What the task asks - Keep every line in which "preview" occurs and drop the rest of the data.

┌─ Records for the exercise

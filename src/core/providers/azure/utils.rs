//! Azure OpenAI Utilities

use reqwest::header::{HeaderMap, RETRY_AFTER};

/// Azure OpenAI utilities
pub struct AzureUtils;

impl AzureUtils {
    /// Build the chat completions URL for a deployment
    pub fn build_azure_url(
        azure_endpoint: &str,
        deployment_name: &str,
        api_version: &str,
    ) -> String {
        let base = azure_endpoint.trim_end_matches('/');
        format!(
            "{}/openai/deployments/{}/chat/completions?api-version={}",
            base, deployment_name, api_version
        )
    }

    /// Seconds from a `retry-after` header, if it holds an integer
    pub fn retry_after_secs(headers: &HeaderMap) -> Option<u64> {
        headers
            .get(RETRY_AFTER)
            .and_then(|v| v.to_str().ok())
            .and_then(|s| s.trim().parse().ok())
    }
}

└─
┌─ Records for the exercise

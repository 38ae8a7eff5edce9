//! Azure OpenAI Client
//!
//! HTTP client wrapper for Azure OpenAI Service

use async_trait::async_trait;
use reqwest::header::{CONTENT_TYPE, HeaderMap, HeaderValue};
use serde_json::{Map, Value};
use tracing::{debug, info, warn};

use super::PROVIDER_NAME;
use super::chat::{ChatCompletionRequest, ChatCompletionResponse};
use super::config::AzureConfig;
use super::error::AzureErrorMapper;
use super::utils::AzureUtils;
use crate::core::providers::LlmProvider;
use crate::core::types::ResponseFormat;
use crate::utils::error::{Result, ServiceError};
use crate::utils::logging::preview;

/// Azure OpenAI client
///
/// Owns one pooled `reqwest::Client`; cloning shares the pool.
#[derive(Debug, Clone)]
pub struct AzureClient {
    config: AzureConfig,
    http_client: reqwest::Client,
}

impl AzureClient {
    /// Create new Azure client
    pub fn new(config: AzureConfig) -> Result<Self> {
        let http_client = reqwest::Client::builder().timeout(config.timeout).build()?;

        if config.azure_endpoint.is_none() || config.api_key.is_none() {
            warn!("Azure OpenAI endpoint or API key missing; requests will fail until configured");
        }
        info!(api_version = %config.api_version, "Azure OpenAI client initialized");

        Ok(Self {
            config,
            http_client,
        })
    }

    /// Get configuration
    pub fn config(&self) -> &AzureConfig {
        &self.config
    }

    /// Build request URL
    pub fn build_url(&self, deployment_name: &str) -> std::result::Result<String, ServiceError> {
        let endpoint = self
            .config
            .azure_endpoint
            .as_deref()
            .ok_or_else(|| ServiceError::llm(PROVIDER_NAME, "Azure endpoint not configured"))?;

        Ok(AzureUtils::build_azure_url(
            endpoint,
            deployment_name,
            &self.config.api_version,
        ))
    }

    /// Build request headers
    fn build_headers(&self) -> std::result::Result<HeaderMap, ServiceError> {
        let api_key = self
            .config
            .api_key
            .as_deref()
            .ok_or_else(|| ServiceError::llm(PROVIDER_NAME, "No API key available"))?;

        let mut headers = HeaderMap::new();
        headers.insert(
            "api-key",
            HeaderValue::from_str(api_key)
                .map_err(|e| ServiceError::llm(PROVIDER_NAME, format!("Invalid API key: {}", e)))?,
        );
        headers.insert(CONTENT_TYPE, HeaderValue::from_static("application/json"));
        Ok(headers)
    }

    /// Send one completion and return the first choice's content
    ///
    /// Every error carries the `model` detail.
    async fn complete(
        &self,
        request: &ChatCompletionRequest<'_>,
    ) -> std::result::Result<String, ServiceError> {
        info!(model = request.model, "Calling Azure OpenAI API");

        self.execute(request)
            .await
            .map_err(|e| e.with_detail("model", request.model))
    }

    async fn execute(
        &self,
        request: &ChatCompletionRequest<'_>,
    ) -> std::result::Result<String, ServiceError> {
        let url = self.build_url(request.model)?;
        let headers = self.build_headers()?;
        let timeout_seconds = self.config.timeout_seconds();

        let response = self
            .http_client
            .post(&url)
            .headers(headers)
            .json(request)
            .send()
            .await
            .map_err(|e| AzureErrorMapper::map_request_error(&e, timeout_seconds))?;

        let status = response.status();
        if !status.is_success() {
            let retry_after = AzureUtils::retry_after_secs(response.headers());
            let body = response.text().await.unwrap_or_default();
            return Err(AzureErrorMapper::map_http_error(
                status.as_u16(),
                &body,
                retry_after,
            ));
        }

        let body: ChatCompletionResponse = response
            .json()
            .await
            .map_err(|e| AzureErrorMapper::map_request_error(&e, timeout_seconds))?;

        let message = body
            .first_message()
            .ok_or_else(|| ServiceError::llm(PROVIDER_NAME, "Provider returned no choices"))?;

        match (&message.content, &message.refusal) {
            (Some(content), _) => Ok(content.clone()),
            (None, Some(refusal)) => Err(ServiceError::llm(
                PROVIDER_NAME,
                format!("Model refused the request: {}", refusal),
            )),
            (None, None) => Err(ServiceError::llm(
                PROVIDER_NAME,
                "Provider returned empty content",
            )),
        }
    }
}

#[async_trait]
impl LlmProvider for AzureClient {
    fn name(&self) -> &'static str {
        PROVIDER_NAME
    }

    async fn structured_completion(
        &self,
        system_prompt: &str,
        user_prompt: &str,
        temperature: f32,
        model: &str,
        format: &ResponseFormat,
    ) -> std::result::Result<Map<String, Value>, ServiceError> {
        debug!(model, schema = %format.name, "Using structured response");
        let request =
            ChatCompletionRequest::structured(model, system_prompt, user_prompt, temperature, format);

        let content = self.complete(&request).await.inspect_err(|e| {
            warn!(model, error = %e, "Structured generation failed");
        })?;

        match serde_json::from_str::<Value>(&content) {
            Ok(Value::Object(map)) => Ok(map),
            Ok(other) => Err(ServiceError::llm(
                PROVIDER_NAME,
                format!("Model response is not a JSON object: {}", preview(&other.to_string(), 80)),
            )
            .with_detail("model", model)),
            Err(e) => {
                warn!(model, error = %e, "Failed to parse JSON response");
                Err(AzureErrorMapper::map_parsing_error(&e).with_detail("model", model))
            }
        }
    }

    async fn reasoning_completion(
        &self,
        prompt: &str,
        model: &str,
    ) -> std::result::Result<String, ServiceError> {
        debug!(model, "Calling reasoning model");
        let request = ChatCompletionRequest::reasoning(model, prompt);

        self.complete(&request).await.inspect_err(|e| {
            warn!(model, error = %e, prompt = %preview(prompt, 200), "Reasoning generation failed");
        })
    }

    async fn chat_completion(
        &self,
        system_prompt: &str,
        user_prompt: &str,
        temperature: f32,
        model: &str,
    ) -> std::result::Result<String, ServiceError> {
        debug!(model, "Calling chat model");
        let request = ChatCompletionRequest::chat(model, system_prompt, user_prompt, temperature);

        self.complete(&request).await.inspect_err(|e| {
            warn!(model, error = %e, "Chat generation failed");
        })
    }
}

└─
┌─ Records for the exercise

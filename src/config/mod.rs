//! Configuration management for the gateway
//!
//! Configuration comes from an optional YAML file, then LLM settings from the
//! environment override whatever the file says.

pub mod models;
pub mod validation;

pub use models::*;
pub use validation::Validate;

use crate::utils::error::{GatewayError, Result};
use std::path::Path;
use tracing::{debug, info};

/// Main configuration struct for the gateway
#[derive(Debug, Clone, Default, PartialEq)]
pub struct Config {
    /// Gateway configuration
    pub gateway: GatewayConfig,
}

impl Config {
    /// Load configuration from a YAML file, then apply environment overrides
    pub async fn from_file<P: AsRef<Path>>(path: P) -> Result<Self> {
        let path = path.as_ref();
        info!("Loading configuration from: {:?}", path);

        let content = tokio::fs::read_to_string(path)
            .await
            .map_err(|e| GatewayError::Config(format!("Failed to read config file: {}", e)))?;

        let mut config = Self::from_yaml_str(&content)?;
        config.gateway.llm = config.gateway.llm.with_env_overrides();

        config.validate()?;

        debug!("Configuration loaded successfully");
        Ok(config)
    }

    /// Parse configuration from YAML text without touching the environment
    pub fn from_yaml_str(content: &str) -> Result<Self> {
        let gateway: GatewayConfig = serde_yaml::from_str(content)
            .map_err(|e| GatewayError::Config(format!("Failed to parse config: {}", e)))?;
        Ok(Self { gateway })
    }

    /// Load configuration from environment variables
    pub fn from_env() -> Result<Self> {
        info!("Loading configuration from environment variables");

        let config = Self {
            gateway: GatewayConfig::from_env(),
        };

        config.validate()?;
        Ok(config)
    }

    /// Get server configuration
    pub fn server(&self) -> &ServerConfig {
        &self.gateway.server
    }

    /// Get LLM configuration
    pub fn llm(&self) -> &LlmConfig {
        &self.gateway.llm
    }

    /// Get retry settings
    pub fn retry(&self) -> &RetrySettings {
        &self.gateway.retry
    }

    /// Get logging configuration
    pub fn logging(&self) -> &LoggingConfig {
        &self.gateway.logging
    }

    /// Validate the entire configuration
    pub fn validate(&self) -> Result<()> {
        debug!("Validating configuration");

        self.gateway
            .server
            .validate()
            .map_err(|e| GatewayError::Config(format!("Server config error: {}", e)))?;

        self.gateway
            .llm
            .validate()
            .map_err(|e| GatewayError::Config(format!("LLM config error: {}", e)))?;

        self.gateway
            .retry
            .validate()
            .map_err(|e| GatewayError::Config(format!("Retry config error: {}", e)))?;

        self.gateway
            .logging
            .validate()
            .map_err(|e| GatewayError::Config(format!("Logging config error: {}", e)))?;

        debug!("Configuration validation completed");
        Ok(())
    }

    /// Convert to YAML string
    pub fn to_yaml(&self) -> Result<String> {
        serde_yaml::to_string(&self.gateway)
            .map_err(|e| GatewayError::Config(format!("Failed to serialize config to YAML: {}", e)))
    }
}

└─

Written response -
use crate::utils::logging::preview;
                format!("Model response is not a JSON object: {}", preview(&other.to_string(), 80)),
            warn!(model, error = %e, prompt = %preview(prompt, 200), "Reasoning generation failed");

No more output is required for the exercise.